Make a slug from the given text.
:param text (str): initial text
:param entities (bool): converts html entities to unicode (foo & bar -> foo-bar)
:param decimal (bool): converts html decimal to unicode (Ž -> Ž -> z)
:param hexadecimal (bool): converts html hexadecimal to unicode (Ž -> Ž -> z)
:param max_length (int): output string length
:param word_boundary (bool): truncates to end of full words (length may be shorter than max_length)
:param save_order (bool): if parameter is True and max_length > 0 return whole words in the initial order
:param separator (str): separator between words
:param stopwords (iterable): words to discount
:param regex_pattern (str): regex pattern for disallowed characters
:param lowercase (bool): activate case sensitivity by setting it to False
:param replacements (iterable): list of replacement rules e.g. [['|', 'or'], ['%', 'percent']]

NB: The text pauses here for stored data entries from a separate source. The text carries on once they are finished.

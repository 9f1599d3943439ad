//! A study session over one set: stack selection, answers and reset,
//! with statuses persisted through an injected [`StatusStore`].

use chrono::{DateTime, Utc};
use thiserror::Error;

use crate::clock::Clock;

use super::algorithm::{
    apply_grade, preview_intervals, Grade, SchedulerError, SchedulerPolicy, Swipe,
};
use super::models::{Card, CardStatus, ReviewStats, StatusMap};
use super::stack::{initial_stack, next_due, review_stats};
use super::storage::{StatusStore, StatusStoreError};

#[derive(Error, Debug)]
pub enum SessionError {
    #[error(transparent)]
    Scheduler(#[from] SchedulerError),

    #[error(transparent)]
    Store(#[from] StatusStoreError),

    #[error("Card {card_id} is not part of set {set_id}")]
    UnknownCard { set_id: String, card_id: String },
}

pub type Result<T> = std::result::Result<T, SessionError>;

/// Result of answering one card
#[derive(Debug, Clone)]
pub struct AnswerOutcome {
    pub status: CardStatus,
    /// False when the store rejected the write; the update stays queued
    /// in the session and is retried by the next answer or [`StudySession::flush`]
    pub persisted: bool,
}

/// Default statuses for every card of a set, all due at `now`
pub fn reset_statuses(cards: &[Card], now: DateTime<Utc>) -> StatusMap {
    cards
        .iter()
        .map(|card| (card.id.clone(), CardStatus::new(now)))
        .collect()
}

pub struct StudySession<'a> {
    set_id: String,
    cards: Vec<Card>,
    statuses: StatusMap,
    store: &'a dyn StatusStore,
    clock: &'a dyn Clock,
    policy: SchedulerPolicy,
    pending_write: bool,
}

impl<'a> StudySession<'a> {
    /// Load the statuses of a set and start a session on `cards`
    pub fn open(
        set_id: impl Into<String>,
        cards: Vec<Card>,
        store: &'a dyn StatusStore,
        clock: &'a dyn Clock,
        policy: SchedulerPolicy,
    ) -> Result<Self> {
        let set_id = set_id.into();
        let statuses = store.get(&set_id)?;
        log::debug!(
            "Opened session on set {} ({} cards, {} statuses)",
            set_id,
            cards.len(),
            statuses.len()
        );

        Ok(Self {
            set_id,
            cards,
            statuses,
            store,
            clock,
            policy,
            pending_write: false,
        })
    }

    pub fn set_id(&self) -> &str {
        &self.set_id
    }

    pub fn cards(&self) -> &[Card] {
        &self.cards
    }

    pub fn policy(&self) -> &SchedulerPolicy {
        &self.policy
    }

    pub fn status(&self, card_id: &str) -> Option<&CardStatus> {
        self.statuses.get(card_id)
    }

    pub fn statuses(&self) -> &StatusMap {
        &self.statuses
    }

    /// Cards due right now, in set order
    pub fn stack(&self) -> Vec<&Card> {
        initial_stack(&self.cards, &self.statuses, self.clock.now())
    }

    pub fn stats(&self) -> ReviewStats {
        review_stats(&self.cards, &self.statuses, self.clock.now())
    }

    /// When the next card becomes due, if none is due now
    pub fn next_due(&self) -> Option<DateTime<Utc>> {
        next_due(&self.cards, &self.statuses, self.clock.now())
    }

    /// Intervals each swipe would give a card: `[left, right]`
    pub fn preview(&self, card_id: &str) -> Option<[u32; 2]> {
        self.find_card(card_id)?;
        Some(preview_intervals(
            self.statuses.get(card_id),
            self.clock.now(),
            &self.policy,
        ))
    }

    /// Record an answer graded on the 0-5 scale
    pub fn answer(&mut self, card_id: &str, quality: f64) -> Result<AnswerOutcome> {
        let grade = Grade::new(quality)?;
        self.apply(card_id, grade)
    }

    pub fn swipe(&mut self, card_id: &str, swipe: Swipe) -> Result<AnswerOutcome> {
        self.apply(card_id, swipe.grade())
    }

    fn apply(&mut self, card_id: &str, grade: Grade) -> Result<AnswerOutcome> {
        if self.find_card(card_id).is_none() {
            return Err(SessionError::UnknownCard {
                set_id: self.set_id.clone(),
                card_id: card_id.to_string(),
            });
        }

        let status = apply_grade(self.statuses.get(card_id), grade, self.clock.now(), &self.policy);
        self.statuses.insert(card_id.to_string(), status.clone());
        self.pending_write = true;

        let persisted = match self.flush() {
            Ok(()) => true,
            Err(e) => {
                log::warn!(
                    "Could not save review of card {} in set {}, will retry: {}",
                    card_id,
                    self.set_id,
                    e
                );
                false
            }
        };

        Ok(AnswerOutcome { status, persisted })
    }

    /// Write queued updates to the store. No-op when nothing is pending.
    pub fn flush(&mut self) -> Result<()> {
        if !self.pending_write {
            return Ok(());
        }
        self.store.put(&self.set_id, &self.statuses)?;
        self.pending_write = false;
        Ok(())
    }

    pub fn has_pending_write(&self) -> bool {
        self.pending_write
    }

    /// Restart the set: every card back to the default status.
    ///
    /// The in-memory statuses only change once the store accepted the
    /// new map, so a failed reset leaves the session as it was.
    pub fn reset(&mut self) -> Result<()> {
        let statuses = reset_statuses(&self.cards, self.clock.now());
        self.store.put(&self.set_id, &statuses)?;

        self.statuses = statuses;
        self.pending_write = false;
        log::info!("Reset {} cards in set {}", self.cards.len(), self.set_id);
        Ok(())
    }

    fn find_card(&self, card_id: &str) -> Option<&Card> {
        self.cards.iter().find(|c| c.id == card_id)
    }
}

:param allow_unicode (bool): allow unicode characters
:return (str): slugify text
"""
How to use
from slugify import slugify
txt = "This is a test ---"
r = slugify(txt)
self.assertEqual(r, "this-is-a-test")
txt = '影師嗎'
r = slugify(txt)
self.assertEqual(r, "ying-shi-ma")
txt = '影師嗎'
r = slugify(txt, allow_unicode=True)
self.assertEqual(r, "影師嗎")
txt = 'C\'est déjà l\'été.'
r = slugify(txt)
self.assertEqual(r, "c-est-deja-l-ete")
txt = 'Nín hǎo. Wǒ shì zhōng guó rén'
r = slugify(txt)
self.assertEqual(r, "nin-hao-wo-shi-zhong-guo-ren")
txt = 'Компьютер'
r = slugify(txt)
self.assertEqual(r, "kompiuter")
txt = 'jaja---lol-méméméoo--a'
r = slugify(txt, max_length=9)
self.assertEqual(r, "jaja-lol")
txt = 'jaja---lol-méméméoo--a'
r = slugify(txt, max_length=15, word_boundary=True)
self.assertEqual(r, "jaja-lol-a")
txt = 'jaja---lol-méméméoo--a'
r = slugify(txt, max_length=20, word_boundary=True, separator=".")
self.assertEqual(r, "jaja.lol.mememeoo.a")
txt = 'one two three four five'
r = slugify(txt, max_length=13, word_boundary=True, save_order=True)
self.assertEqual(r, "one-two-three")
txt = 'the quick brown fox jumps over the lazy dog'
r = slugify(txt, stopwords=['the'])
self.assertEqual(r, 'quick-brown-fox-jumps-over-lazy-dog')
txt = 'the quick brown fox jumps over the lazy dog in a hurry'
r = slugify(txt, stopwords=['the', 'in', 'a', 'hurry'])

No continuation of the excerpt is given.